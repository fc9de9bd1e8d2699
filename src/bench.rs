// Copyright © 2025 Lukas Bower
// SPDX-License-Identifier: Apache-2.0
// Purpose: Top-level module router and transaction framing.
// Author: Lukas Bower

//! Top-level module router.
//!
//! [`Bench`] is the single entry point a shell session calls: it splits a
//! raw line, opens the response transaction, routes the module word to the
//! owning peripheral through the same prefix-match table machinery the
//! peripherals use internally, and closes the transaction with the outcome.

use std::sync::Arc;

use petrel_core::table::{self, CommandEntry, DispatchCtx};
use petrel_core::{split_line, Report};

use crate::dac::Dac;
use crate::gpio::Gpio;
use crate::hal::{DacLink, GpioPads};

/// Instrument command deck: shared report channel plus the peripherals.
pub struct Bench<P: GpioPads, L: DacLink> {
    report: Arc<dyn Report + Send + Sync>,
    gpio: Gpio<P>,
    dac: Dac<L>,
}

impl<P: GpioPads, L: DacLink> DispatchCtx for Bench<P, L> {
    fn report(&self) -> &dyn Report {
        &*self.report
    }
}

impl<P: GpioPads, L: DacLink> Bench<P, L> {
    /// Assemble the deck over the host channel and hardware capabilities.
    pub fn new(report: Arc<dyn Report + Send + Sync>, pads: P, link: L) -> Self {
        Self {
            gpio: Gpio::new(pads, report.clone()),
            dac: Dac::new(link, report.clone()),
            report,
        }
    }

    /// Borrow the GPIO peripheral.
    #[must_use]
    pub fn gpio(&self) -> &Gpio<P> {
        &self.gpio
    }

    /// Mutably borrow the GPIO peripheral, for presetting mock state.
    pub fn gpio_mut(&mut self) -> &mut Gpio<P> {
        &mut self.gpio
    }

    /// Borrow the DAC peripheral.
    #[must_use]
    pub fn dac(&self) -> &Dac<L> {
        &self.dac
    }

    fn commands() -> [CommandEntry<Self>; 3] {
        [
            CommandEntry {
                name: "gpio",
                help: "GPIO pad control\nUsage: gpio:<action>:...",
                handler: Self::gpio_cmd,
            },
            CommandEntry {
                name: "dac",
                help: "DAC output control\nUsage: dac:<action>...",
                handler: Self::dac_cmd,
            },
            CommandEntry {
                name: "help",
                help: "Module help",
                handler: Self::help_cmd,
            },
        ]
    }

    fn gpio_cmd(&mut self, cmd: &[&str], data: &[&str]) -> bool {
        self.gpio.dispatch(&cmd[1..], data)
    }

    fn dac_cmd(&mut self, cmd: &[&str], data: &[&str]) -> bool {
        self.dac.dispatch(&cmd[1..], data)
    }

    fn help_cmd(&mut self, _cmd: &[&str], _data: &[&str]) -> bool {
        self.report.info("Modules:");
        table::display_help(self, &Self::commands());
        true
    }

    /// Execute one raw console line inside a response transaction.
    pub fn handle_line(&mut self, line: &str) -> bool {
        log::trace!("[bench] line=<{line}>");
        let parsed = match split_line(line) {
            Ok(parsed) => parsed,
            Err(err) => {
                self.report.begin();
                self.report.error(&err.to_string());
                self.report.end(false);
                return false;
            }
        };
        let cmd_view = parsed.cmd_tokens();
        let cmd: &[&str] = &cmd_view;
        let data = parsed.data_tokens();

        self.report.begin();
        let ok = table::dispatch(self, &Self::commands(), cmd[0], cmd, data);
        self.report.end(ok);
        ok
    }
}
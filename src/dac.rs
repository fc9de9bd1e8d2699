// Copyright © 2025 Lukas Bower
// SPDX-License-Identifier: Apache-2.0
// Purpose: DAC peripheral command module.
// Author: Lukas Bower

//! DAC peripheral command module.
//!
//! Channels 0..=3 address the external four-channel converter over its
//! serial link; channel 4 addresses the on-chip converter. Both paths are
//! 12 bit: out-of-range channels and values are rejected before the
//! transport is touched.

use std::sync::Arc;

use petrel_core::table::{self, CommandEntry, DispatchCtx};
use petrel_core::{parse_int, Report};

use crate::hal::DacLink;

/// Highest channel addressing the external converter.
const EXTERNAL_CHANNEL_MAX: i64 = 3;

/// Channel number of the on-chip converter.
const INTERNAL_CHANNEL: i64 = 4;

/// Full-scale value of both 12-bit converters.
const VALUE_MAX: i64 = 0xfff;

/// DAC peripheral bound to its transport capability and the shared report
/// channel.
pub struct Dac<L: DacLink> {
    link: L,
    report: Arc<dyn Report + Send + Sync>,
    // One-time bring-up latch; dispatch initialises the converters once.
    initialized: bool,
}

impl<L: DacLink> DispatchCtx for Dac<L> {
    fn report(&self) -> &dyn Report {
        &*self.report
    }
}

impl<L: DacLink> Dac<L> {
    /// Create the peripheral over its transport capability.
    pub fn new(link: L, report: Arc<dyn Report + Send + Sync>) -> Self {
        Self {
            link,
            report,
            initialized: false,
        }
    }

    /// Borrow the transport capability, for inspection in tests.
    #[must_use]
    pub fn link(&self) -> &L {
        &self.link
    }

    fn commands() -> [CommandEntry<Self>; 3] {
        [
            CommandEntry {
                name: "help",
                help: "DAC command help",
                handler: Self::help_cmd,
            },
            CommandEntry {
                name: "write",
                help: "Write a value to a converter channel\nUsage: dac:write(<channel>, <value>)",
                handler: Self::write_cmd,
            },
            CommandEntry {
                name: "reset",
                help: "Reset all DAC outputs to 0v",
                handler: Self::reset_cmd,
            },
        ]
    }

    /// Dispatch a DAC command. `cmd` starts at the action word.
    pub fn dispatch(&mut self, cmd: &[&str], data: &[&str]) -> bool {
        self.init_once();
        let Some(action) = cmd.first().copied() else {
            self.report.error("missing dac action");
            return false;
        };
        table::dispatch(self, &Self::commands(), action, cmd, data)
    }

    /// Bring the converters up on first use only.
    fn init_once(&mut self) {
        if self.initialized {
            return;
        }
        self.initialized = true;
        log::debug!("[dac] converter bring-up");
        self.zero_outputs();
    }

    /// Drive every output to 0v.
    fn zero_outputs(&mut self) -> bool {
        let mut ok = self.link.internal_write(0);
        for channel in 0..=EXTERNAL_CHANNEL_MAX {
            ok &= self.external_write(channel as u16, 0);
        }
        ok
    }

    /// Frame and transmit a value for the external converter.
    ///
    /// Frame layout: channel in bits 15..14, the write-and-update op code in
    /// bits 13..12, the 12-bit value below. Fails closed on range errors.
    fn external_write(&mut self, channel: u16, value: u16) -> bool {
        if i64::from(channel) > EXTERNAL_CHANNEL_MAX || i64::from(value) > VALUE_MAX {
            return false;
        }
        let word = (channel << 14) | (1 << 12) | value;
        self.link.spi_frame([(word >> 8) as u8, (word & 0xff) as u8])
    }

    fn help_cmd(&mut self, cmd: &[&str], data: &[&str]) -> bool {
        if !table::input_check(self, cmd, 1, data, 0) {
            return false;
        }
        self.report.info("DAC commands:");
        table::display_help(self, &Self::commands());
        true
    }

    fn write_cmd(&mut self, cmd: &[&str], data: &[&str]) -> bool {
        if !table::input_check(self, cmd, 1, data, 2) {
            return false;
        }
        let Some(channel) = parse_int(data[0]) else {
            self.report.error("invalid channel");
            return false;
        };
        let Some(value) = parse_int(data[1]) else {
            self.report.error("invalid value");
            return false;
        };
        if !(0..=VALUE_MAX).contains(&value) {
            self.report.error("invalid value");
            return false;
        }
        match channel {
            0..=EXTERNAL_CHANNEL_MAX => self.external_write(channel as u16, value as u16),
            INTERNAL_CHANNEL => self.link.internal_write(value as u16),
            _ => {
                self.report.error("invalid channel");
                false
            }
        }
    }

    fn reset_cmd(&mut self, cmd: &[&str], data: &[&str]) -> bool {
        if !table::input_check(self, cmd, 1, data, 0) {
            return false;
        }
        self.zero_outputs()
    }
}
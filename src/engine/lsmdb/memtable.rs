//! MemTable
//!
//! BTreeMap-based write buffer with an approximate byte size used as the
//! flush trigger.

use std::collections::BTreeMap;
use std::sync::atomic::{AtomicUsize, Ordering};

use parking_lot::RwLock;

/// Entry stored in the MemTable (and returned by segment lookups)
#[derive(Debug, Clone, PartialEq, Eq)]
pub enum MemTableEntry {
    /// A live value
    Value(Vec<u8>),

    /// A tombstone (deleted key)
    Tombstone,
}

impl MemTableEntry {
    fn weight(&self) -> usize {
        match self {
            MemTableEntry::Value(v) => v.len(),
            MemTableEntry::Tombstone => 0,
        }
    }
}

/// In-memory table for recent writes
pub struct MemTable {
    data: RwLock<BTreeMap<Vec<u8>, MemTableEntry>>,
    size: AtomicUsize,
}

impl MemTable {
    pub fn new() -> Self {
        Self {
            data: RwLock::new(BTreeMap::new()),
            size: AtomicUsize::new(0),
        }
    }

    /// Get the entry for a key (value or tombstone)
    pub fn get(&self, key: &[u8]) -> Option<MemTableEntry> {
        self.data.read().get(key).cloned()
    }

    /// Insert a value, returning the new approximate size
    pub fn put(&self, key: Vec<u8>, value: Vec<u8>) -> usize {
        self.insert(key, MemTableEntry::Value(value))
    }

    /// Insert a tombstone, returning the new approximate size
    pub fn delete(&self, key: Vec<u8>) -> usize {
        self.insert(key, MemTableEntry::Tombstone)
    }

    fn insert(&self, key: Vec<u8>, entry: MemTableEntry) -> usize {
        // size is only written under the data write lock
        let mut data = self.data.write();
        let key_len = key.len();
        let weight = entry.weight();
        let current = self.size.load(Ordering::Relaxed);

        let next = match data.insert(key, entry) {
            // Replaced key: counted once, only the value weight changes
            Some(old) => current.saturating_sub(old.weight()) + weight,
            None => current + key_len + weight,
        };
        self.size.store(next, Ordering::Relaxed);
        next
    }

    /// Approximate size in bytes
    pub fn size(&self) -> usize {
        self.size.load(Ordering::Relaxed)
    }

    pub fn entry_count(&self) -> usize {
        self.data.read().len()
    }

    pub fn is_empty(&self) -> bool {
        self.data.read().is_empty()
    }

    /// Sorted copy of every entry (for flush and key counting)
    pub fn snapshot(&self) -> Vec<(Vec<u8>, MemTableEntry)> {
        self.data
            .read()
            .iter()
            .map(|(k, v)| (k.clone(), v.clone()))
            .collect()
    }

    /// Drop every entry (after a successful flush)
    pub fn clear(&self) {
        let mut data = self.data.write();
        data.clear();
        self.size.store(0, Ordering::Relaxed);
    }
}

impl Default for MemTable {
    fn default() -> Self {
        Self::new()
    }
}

********

Every line holding the word "bool" should be copied out of the material.

**Solution for this problem**:
    fn gpio_cmd(&mut self, cmd: &[&str], data: &[&str]) -> bool {
    fn dac_cmd(&mut self, cmd: &[&str], data: &[&str]) -> bool {
    fn help_cmd(&mut self, _cmd: &[&str], _data: &[&str]) -> bool {
    pub fn handle_line(&mut self, line: &str) -> bool {
    initialized: bool,
    pub fn dispatch(&mut self, cmd: &[&str], data: &[&str]) -> bool {
    fn zero_outputs(&mut self) -> bool {
    fn external_write(&mut self, channel: u16, value: u16) -> bool {
    fn help_cmd(&mut self, cmd: &[&str], data: &[&str]) -> bool {
    fn write_cmd(&mut self, cmd: &[&str], data: &[&str]) -> bool {
    fn reset_cmd(&mut self, cmd: &[&str], data: &[&str]) -> bool {
    pub fn is_empty(&self) -> bool {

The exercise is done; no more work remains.